-------- Data

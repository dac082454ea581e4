//! Logging service with a runtime-adjustable level.
//!
//! The first [`LoggingService::install`] in a process sets the global fmt
//! subscriber behind a reloadable [`EnvFilter`]. Later installs share that
//! filter, so `setLogLevel` on any container changes what is logged.

use std::sync::{Arc, OnceLock};
use tokio::sync::RwLock;
use tracing::{debug, info};
use tracing_subscriber::layer::SubscriberExt;
use tracing_subscriber::util::SubscriberInitExt;
use tracing_subscriber::{fmt, reload, EnvFilter, Registry};

use crate::error::{Result, RuntimeError};

type FilterHandle = reload::Handle<EnvFilter, Registry>;

#[derive(Clone)]
struct GlobalFilter {
    handle: FilterHandle,
    level: Arc<RwLock<String>>,
}

/// `None` when another subscriber was already global at first install.
static GLOBAL_FILTER: OnceLock<Option<GlobalFilter>> = OnceLock::new();

#[derive(Clone)]
pub struct LoggingService {
    level: Arc<RwLock<String>>,
    reload: Option<FilterHandle>,
}

impl LoggingService {
    /// Track a level without owning the global subscriber.
    pub fn new(level: &str) -> Self {
        Self {
            level: Arc::new(RwLock::new(level.to_string())),
            reload: None,
        }
    }

    /// Install the global subscriber, or join the one an earlier install set.
    /// Falls back to [`LoggingService::new`] when a foreign subscriber owns
    /// the process.
    pub fn install(level: &str) -> Result<Self> {
        let filter = parse_filter(level)?;
        let global = GLOBAL_FILTER.get_or_init(|| {
            let (filter_layer, handle) = reload::Layer::new(filter);
            tracing_subscriber::registry()
                .with(filter_layer)
                .with(fmt::layer())
                .try_init()
                .ok()
                .map(|()| GlobalFilter {
                    handle,
                    level: Arc::new(RwLock::new(level.to_string())),
                })
        });
        match global {
            Some(global) => Ok(Self {
                level: global.level.clone(),
                reload: Some(global.handle.clone()),
            }),
            None => {
                debug!("Global subscriber owned elsewhere; log level is recorded only");
                Ok(Self::new(level))
            }
        }
    }

    /// True when `set_level` reloads the process filter.
    pub fn is_installed(&self) -> bool {
        self.reload.is_some()
    }

    /// The filter the global subscriber is applying right now.
    pub fn active_filter(&self) -> Option<String> {
        self.reload
            .as_ref()
            .and_then(|handle| handle.with_current(|filter| filter.to_string()).ok())
    }

    pub async fn level(&self) -> String {
        self.level.read().await.clone()
    }

    pub async fn set_level(&self, level: &str) -> Result<()> {
        let filter = parse_filter(level)?;
        if let Some(handle) = &self.reload {
            handle
                .reload(filter)
                .map_err(|e| RuntimeError::Logging(e.to_string()))?;
        }
        *self.level.write().await = level.to_string();
        info!(level = %level, "Log level changed");
        Ok(())
    }
}

impl std::fmt::Debug for LoggingService {
    fn fmt(&self, f: &mut std::fmt::Formatter<'_>) -> std::fmt::Result {
        f.debug_struct("LoggingService")
            .field("installed", &self.reload.is_some())
            .finish()
    }
}

fn parse_filter(level: &str) -> Result<EnvFilter> {
    EnvFilter::try_new(level).map_err(|e| RuntimeError::Logging(format!("invalid level '{level}': {e}")))
}
//! Per-status action dispatch table.
//!
//! Given a record's mount status, derives the ordered list of permitted
//! actions for a front end to offer, plus a failure notice for states where
//! nothing can be done.

use serde::Serialize;

use crate::status::MountStatus;

/// What an action does when triggered. The mount/unmount kinds pick their
/// whole-disk verb variant from the record at execution time.
#[derive(Debug, Clone, Copy, PartialEq, Eq, Serialize)]
pub enum ActionKind {
    Mount,
    Unmount,
    /// Open the record's mount point in the file browser.
    Reveal,
    /// Re-run the detail fetch interactively in a terminal window.
    RetryInTerminal,
}

/// Keyboard shortcut hint for a front end.
#[derive(Debug, Clone, Copy, PartialEq, Eq, Serialize)]
pub struct Shortcut {
    pub modifiers: &'static [&'static str],
    pub key: &'static str,
}

/// One action offered for a record.
#[derive(Debug, Clone, Copy, PartialEq, Eq, Serialize)]
pub struct ActionSpec {
    pub title: &'static str,
    pub shortcut: Option<Shortcut>,
    pub kind: ActionKind,
}

/// The actions permitted for one mount status.
#[derive(Debug, Clone, PartialEq, Eq, Serialize)]
pub struct ActionSet {
    /// Explanation shown when the state permits no (or only fallback)
    /// actions.
    pub notice: Option<&'static str>,
    pub actions: Vec<ActionSpec>,
}

const CMD: &[&str] = &["cmd"];

const MOUNT: ActionSpec = ActionSpec {
    title: "Mount",
    shortcut: Some(Shortcut {
        modifiers: CMD,
        key: "m",
    }),
    kind: ActionKind::Mount,
};

const UNMOUNT: ActionSpec = ActionSpec {
    title: "Unmount",
    shortcut: Some(Shortcut {
        modifiers: CMD,
        key: "u",
    }),
    kind: ActionKind::Unmount,
};

const REVEAL: ActionSpec = ActionSpec {
    title: "Reveal in Finder",
    shortcut: Some(Shortcut {
        modifiers: CMD,
        key: "o",
    }),
    kind: ActionKind::Reveal,
};

const MOUNT_ALL: ActionSpec = ActionSpec {
    title: "Mount All",
    shortcut: None,
    kind: ActionKind::Mount,
};

const EJECT_ALL: ActionSpec = ActionSpec {
    title: "Eject All",
    shortcut: None,
    kind: ActionKind::Unmount,
};

const EJECT: ActionSpec = ActionSpec {
    title: "Eject",
    shortcut: None,
    kind: ActionKind::Unmount,
};

const RETRY_IN_TERMINAL: ActionSpec = ActionSpec {
    title: "Retry in Terminal",
    shortcut: Some(Shortcut {
        modifiers: CMD,
        key: "r",
    }),
    kind: ActionKind::RetryInTerminal,
};

/// Returns the permitted actions for a mount status.
pub fn available_actions(status: MountStatus) -> ActionSet {
    match status {
        MountStatus::Mounted => ActionSet {
            notice: None,
            actions: vec![UNMOUNT, REVEAL],
        },
        MountStatus::Unmounted => ActionSet {
            notice: None,
            actions: vec![MOUNT],
        },
        MountStatus::Whole => ActionSet {
            notice: None,
            actions: vec![EJECT_ALL, MOUNT_ALL],
        },
        MountStatus::Unmountable => ActionSet {
            notice: Some("This volume cannot be unmounted"),
            actions: vec![],
        },
        MountStatus::Container => ActionSet {
            notice: Some("Containers cannot be mounted"),
            actions: vec![],
        },
        MountStatus::TimedOut => ActionSet {
            notice: None,
            actions: vec![RETRY_IN_TERMINAL, EJECT, MOUNT],
        },
        MountStatus::Initializing
        | MountStatus::Inaccessible
        | MountStatus::ClassificationFailed => ActionSet {
            notice: Some("Mountability Unknown"),
            actions: vec![EJECT, MOUNT],
        },
    }
}
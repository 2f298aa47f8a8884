//! Console rendering of sections and records.

use macos_mount_core::actions;
use macos_mount_core::disk::DiskRecord;
use macos_mount_core::section::DiskSection;

/// Prints every section with its records, grouped the way the listing
/// grouped them.
pub fn print_sections(sections: &[DiskSection]) {
    for (index, section) in sections.iter().enumerate() {
        if index > 0 {
            println!();
        }
        if section.section_name.is_empty() {
            println!("(unnamed section)");
        } else {
            println!("{}", section.section_name);
        }
        if section.disks.is_empty() {
            println!("   (no disks)");
        }
        for disk in &section.disks {
            println!("{}", summary_line(disk));
        }
    }
}

/// One table line for a record.
pub fn summary_line(disk: &DiskRecord) -> String {
    let mount_point = disk
        .mount_point
        .as_ref()
        .map(|path| path.display().to_string())
        .unwrap_or_default();
    format!(
        "{:>4}: {:<10} {:<24} {:<20} {:>10}  {:<15} {}",
        disk.number,
        disk.identifier,
        disk.device_type,
        disk.name,
        disk.size,
        disk.mount_status.label(),
        mount_point,
    )
    .trim_end()
    .to_string()
}

/// Prints one record's classification, permitted actions, and raw report.
pub fn print_record(record: &DiskRecord) {
    println!("Identifier:   {}", record.identifier);
    println!("Type:         {}", record.device_type);
    if !record.name.is_empty() {
        println!("Name:         {}", record.name);
    }
    println!("Size:         {}", record.size);
    println!("Status:       {}", record.mount_status);
    if let Some(mount_point) = &record.mount_point {
        println!("Mount Point:  {}", mount_point.display());
    }

    let set = actions::available_actions(record.mount_status);
    if let Some(notice) = set.notice {
        println!("Notice:       {notice}");
    }
    if !set.actions.is_empty() {
        let titles: Vec<_> = set.actions.iter().map(|action| action.title).collect();
        println!("Actions:      {}", titles.join(", "));
    }

    if let Some(details) = &record.details {
        println!();
        println!("{}", details.trim_end());
    }
}
//! Disk records parsed from the `diskutil list` output.
//!
//! A [`DiskRecord`] starts as the static fields of one listing row and is
//! completed by [`DiskRecord::init`], which fetches the record's detail
//! report and classifies its mount state. `init` consumes the record and
//! returns a new one; records are value types, never mutated in place.

use std::path::PathBuf;
use std::time::Duration;

use serde::Serialize;

use crate::executor::CommandRunner;
use crate::listing::{self, RawRow};
use crate::status::{Classification, MountStatus, classify, timeout_details};

/// The system utility every listing and mount operation shells out to.
pub const DISKUTIL: &str = "diskutil";

/// Deadline for one record's detail fetch.
pub const DETAIL_TIMEOUT: Duration = Duration::from_secs(5);

/// One row of the disk listing: a partition, volume, or whole disk.
#[derive(Debug, Clone, PartialEq, Eq, Serialize)]
pub struct DiskRecord {
    /// Ordinal position within the record's section.
    pub number: u32,
    /// Partition/scheme type string (e.g. "Apple_APFS").
    pub device_type: String,
    /// Human-readable volume or container name, possibly empty.
    pub name: String,
    /// Human-readable size string (e.g. "500.3 GB").
    pub size: String,
    /// Device identifier (e.g. "disk0s2").
    pub identifier: String,
    /// Raw detail report, or an error sentinel. None until `init` has run.
    pub details: Option<String>,
    /// Classified mount state.
    pub mount_status: MountStatus,
    /// True when this record is an entire physical disk.
    pub is_whole: bool,
    /// Path the volume is mounted at, when mounted.
    pub mount_point: Option<PathBuf>,
}

impl DiskRecord {
    /// Creates an uninitialized record from one matched listing row.
    pub fn from_row(row: RawRow) -> Self {
        Self {
            number: row.number,
            device_type: row.device_type,
            name: row.name,
            size: row.size,
            identifier: row.identifier,
            details: None,
            mount_status: MountStatus::Initializing,
            is_whole: false,
            mount_point: None,
        }
    }

    /// Extracts all disk records from a chunk of listing text.
    ///
    /// Lines that are not disk rows are skipped; text with no rows yields an
    /// empty list, never an error.
    pub fn parse_rows(text: &str) -> Vec<DiskRecord> {
        listing::parse_rows(text)
            .into_iter()
            .map(DiskRecord::from_row)
            .collect()
    }

    /// Fetches and classifies this record's detail report.
    ///
    /// The fetch races a fixed deadline. A missed deadline yields the
    /// `Timed Out` state with a sentinel in `details`; the runner's
    /// subprocess is cancelled along with the dropped future. A failed fetch
    /// yields `Classification Failed` with the error text in `details`.
    pub async fn init(self, runner: &dyn CommandRunner) -> DiskRecord {
        let args = ["info", self.identifier.as_str()];
        let fetch = runner.run(DISKUTIL, &args);
        match tokio::time::timeout(DETAIL_TIMEOUT, fetch).await {
            Err(_elapsed) => {
                tracing::warn!(identifier = %self.identifier, "detail fetch timed out");
                let details = timeout_details(&self.identifier);
                self.resolved(details, Classification::timed_out())
            }
            Ok(Err(error)) => {
                tracing::warn!(identifier = %self.identifier, %error, "detail fetch failed");
                self.resolved(format!("ERROR: {error}"), Classification::failed())
            }
            Ok(Ok(details)) => {
                let classification = classify(&self.name, &details);
                self.resolved(details, classification)
            }
        }
    }

    fn resolved(mut self, details: String, classification: Classification) -> DiskRecord {
        self.details = Some(details);
        self.mount_status = classification.status;
        self.is_whole = classification.is_whole;
        self.mount_point = classification.mount_point;
        self
    }
}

----------------

A single figure must be given: how many lines of the records above include the string "ActionSpec".

▶ Answer space:
9